Complete step by step answer:
We have given that the atmospheric pressure is 76 cm of mercury.
We know that the pressure 76 cm of mercury is equal to one atmospheric pressure.
$1\,{\text{atm}} = {\text{76 cm of mercury}}$
The pressure in one atmosphere is equal to $1.013 \times {10^5}\,{\text{Pa}}$.
$1\,{\text{atm}} = 1.013 \times {10^5}\,{\text{Pa}}$
Hence, the atmospheric pressure $1.013 \times {10^5}\,{\text{Pa}}$.
${P_0} = 1.013 \times {10^5}\,{\text{Pa}}$
Here, we have asked to determine the depth of water at which the pressure of the water becomes 4 atm.
$P= 4atm$
Convert the unit of pressure at depth h in Pascal.
$P = \left( {4\,{\text{atm}}} \right)\left( {\dfrac{{1.013 \times {{10}^5}\,{\text{Pa}}}}{{1\,{\text{atm}}}}} \right)$
$\Rightarrow P = 4 \times 1.013 \times {10^5}\,{\text{Pa}}$
We know that the density of water is $1000\,{\text{kg/}}{{\text{m}}^3}$ and the value of acceleration due to gravity is $9.8\,{\text{m/}}{{\text{s}}^2}$.
$\rho = 1000\,{\text{kg/}}{{\text{m}}^3}$
$g = 9.8\,{\text{m/}}{{\text{s}}^2}$
Let us now determine the depth at which pressure of the water is 4 atm using equation (1).
Substitute $4 \times 1.013 \times {10^5}\,{\text{Pa}}$ for $P$, $1.013 \times {10^5}\,{\text{Pa}}$ for ${P_0}$, $1000\,{\text{kg/}}{{\text{m}}^3}$ for $\rho$ and $9.8\,{\text{m/}}{{\text{s}}^2}$ for $g$ in equation (1).
$\left( {4 \times 1.013 \times {{10}^5}\,{\text{Pa}}} \right) = \left( {1.013 \times {{10}^5}\,{\text{Pa}}} \right) + \left( {1000\,{\text{kg/}}{{\text{m}}^3}} \right)\left( {9.8\,{\text{m/}}{{\text{s}}^2}} \right)h$
$\Rightarrow 980h = \left( {4 \times 1.013 \times {{10}^5}\,{\text{Pa}}} \right) - \left( {1.013 \times {{10}^5}\,{\text{Pa}}} \right)$
$\Rightarrow h = \dfrac{{\left( {4 - 1} \right) \times 1.013 \times {{10}^5}\,{\text{Pa}}}}{{9800}}$
$\Rightarrow h = \dfrac{{3 \times 1.013 \times {{10}^5}\,{\text{Pa}}}}{{9800}}$
$\Rightarrow h = 31\,{\text{m}}$

Therefore, the depth at which the pressure of water is 4 atm is $31\,{\text{m}}$.
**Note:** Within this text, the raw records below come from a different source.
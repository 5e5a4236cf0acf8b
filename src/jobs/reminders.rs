use async_graphql::{Request, Variables};
use chrono::{DateTime, Duration, FixedOffset};
use serde::Deserialize;
use serde_json::json;

use crate::graphql::CrmSchema;

use super::{eat_now, execute, JobError, LogSink};

/// How far back an order still gets a reminder.
pub const REMINDER_WINDOW_DAYS: i64 = 7;

const RECENT_ORDERS_QUERY: &str = r#"
query RecentOrders($since: DateTime!) {
  orders(filter: { orderDateGte: $since }) {
    id
    customer { email }
  }
}
"#;

#[derive(Debug, Deserialize)]
struct RecentOrders {
    orders: Vec<RecentOrder>,
}

#[derive(Debug, Deserialize)]
struct RecentOrder {
    id: String,
    customer: OrderCustomer,
}

#[derive(Debug, Deserialize)]
struct OrderCustomer {
    email: String,
}

pub fn reminder_line(at: DateTime<FixedOffset>, order_id: &str, email: &str) -> String {
    format!(
        "[{}] Order ID: {}, Customer Email: {}",
        at.format("%Y-%m-%d %H:%M:%S"),
        order_id,
        email
    )
}

/// Logs a reminder line for every order placed in the last seven days.
pub async fn run(schema: &CrmSchema, sink: &LogSink) -> Result<Vec<String>, JobError> {
    let now = eat_now();
    let since = now - Duration::days(REMINDER_WINDOW_DAYS);
    let request = Request::new(RECENT_ORDERS_QUERY)
        .variables(Variables::from_json(json!({ "since": since.to_rfc3339() })));

    let recent = match execute::<RecentOrders>(schema, request).await {
        Ok(data) => data.orders,
        Err(e) => {
            sink.append(&format!("[{}] ERROR: {}", now.format("%Y-%m-%d %H:%M:%S"), e))
                .await?;
            return Err(e);
        }
    };

    let lines: Vec<String> = recent
        .iter()
        .map(|o| reminder_line(now, &o.id, &o.customer.email))
        .collect();
    sink.append_all(&lines).await?;
    log::info!("Order reminders processed: {} order(s)", lines.len());
    Ok(lines)
}

#[cfg(test)]
mod tests {
    use chrono::TimeZone;

    use super::*;
    use crate::jobs::east_africa;

    #[test]
    fn line_format() {
        let at = east_africa()
            .with_ymd_and_hms(2024, 5, 20, 8, 0, 0)
            .unwrap();
        assert_eq!(
            reminder_line(at, "abc", "alice@example.com"),
            "[2024-05-20 08:00:00] Order ID: abc, Customer Email: alice@example.com"
        );
    }
}
//! Query filters for list operations.
//!
//! Each filter is a conjunction of its set fields; an empty filter matches
//! everything. The `matches` methods define the semantics that SQL-backed
//! repositories reproduce.

use bigdecimal::BigDecimal;
use chrono::{DateTime, Utc};
use uuid::Uuid;

use super::customer::Customer;
use super::order::Order;
use super::product::Product;

fn contains_ci(haystack: &str, needle: &str) -> bool {
    haystack.to_lowercase().contains(&needle.to_lowercase())
}

#[derive(Debug, Clone, Default)]
pub struct CustomerFilter {
    pub name_icontains: Option<String>,
    pub email_icontains: Option<String>,
    pub created_at_gte: Option<DateTime<Utc>>,
    pub created_at_lte: Option<DateTime<Utc>>,
    pub phone_pattern: Option<String>,
}

impl CustomerFilter {
    pub fn matches(&self, c: &Customer) -> bool {
        self.name_icontains
            .as_deref()
            .map_or(true, |n| contains_ci(&c.name, n))
            && self
                .email_icontains
                .as_deref()
                .map_or(true, |e| contains_ci(&c.email, e))
            && self.created_at_gte.map_or(true, |t| c.created_at >= t)
            && self.created_at_lte.map_or(true, |t| c.created_at <= t)
            && self.phone_pattern.as_deref().map_or(true, |p| {
                c.phone.as_deref().is_some_and(|phone| phone.starts_with(p))
            })
    }
}

#[derive(Debug, Clone, Default)]
pub struct ProductFilter {
    pub name_icontains: Option<String>,
    pub price_gte: Option<BigDecimal>,
    pub price_lte: Option<BigDecimal>,
    pub stock_gte: Option<i32>,
    pub stock_lte: Option<i32>,
}

impl ProductFilter {
    pub fn matches(&self, p: &Product) -> bool {
        self.name_icontains
            .as_deref()
            .map_or(true, |n| contains_ci(&p.name, n))
            && self.price_gte.as_ref().map_or(true, |v| &p.price >= v)
            && self.price_lte.as_ref().map_or(true, |v| &p.price <= v)
            && self.stock_gte.map_or(true, |v| p.stock >= v)
            && self.stock_lte.map_or(true, |v| p.stock <= v)
    }
}

#[derive(Debug, Clone, Default)]
pub struct OrderFilter {
    pub total_amount_gte: Option<BigDecimal>,
    pub total_amount_lte: Option<BigDecimal>,
    pub order_date_gte: Option<DateTime<Utc>>,
    pub order_date_lte: Option<DateTime<Utc>>,
    pub customer_name: Option<String>,
    pub product_name: Option<String>,
    pub product_id: Option<Uuid>,
}

impl OrderFilter {
    pub fn placed_since(since: DateTime<Utc>) -> Self {
        Self {
            order_date_gte: Some(since),
            ..Self::default()
        }
    }

    pub fn matches(&self, o: &Order) -> bool {
        self.total_amount_gte
            .as_ref()
            .map_or(true, |v| &o.total_amount >= v)
            && self
                .total_amount_lte
                .as_ref()
                .map_or(true, |v| &o.total_amount <= v)
            && self.order_date_gte.map_or(true, |t| o.order_date >= t)
            && self.order_date_lte.map_or(true, |t| o.order_date <= t)
            && self
                .customer_name
                .as_deref()
                .map_or(true, |n| contains_ci(&o.customer.name, n))
            && self
                .product_name
                .as_deref()
                .map_or(true, |n| o.products.iter().any(|p| contains_ci(&p.name, n)))
            && self
                .product_id
                .map_or(true, |id| o.products.iter().any(|p| p.id == id))
    }
}

#[cfg(test)]
mod tests {
    use std::str::FromStr;

    use chrono::Duration;

    use super::*;

    fn customer(name: &str, phone: Option<&str>) -> Customer {
        Customer {
            id: Uuid::new_v4(),
            name: name.into(),
            email: format!("{}@example.com", name.to_lowercase()),
            phone: phone.map(Into::into),
            created_at: Utc::now(),
        }
    }

    fn product(name: &str, price: &str, stock: i32) -> Product {
        Product {
            id: Uuid::new_v4(),
            name: name.into(),
            price: BigDecimal::from_str(price).unwrap(),
            stock,
            created_at: Utc::now(),
        }
    }

    #[test]
    fn empty_filters_match_everything() {
        assert!(CustomerFilter::default().matches(&customer("Alice", None)));
        assert!(ProductFilter::default().matches(&product("Pen", "1.00", 0)));
    }

    #[test]
    fn customer_filter_is_case_insensitive_and_prefix_matches_phone() {
        let alice = customer("Alice", Some("+254700000000"));
        let filter = CustomerFilter {
            name_icontains: Some("LIC".into()),
            phone_pattern: Some("+254".into()),
            ..Default::default()
        };
        assert!(filter.matches(&alice));

        let no_phone = customer("Alice", None);
        assert!(!filter.matches(&no_phone));
    }

    #[test]
    fn product_filter_applies_ranges() {
        let laptop = product("Laptop", "999.99", 3);
        let filter = ProductFilter {
            price_gte: Some(BigDecimal::from(500)),
            stock_lte: Some(5),
            ..Default::default()
        };
        assert!(filter.matches(&laptop));
        assert!(!filter.matches(&product("Mouse", "19.99", 3)));
        assert!(!filter.matches(&product("Server", "5000.00", 50)));
    }

    #[test]
    fn order_filter_checks_related_rows() {
        let pen = product("Blue Pen", "1.50", 10);
        let order = Order {
            id: Uuid::new_v4(),
            customer: customer("Bob", None),
            products: vec![pen.clone()],
            total_amount: BigDecimal::from_str("1.50").unwrap(),
            order_date: Utc::now(),
        };

        assert!(OrderFilter {
            product_name: Some("pen".into()),
            customer_name: Some("bo".into()),
            product_id: Some(pen.id),
            ..Default::default()
        }
        .matches(&order));

        assert!(!OrderFilter {
            product_id: Some(Uuid::new_v4()),
            ..Default::default()
        }
        .matches(&order));

        assert!(!OrderFilter::placed_since(Utc::now() + Duration::days(1)).matches(&order));
    }
}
So, the correct answer is “Option A”.

Note:
The students should not forget to convert the unit of the pressure from atmospheric pressure to Pascal.
This is because all the physical quantities used in the formula pressure depth relation are in the SI system of units.
Hence, one should convert the units of both the pressure values 1 atm and 4 atm.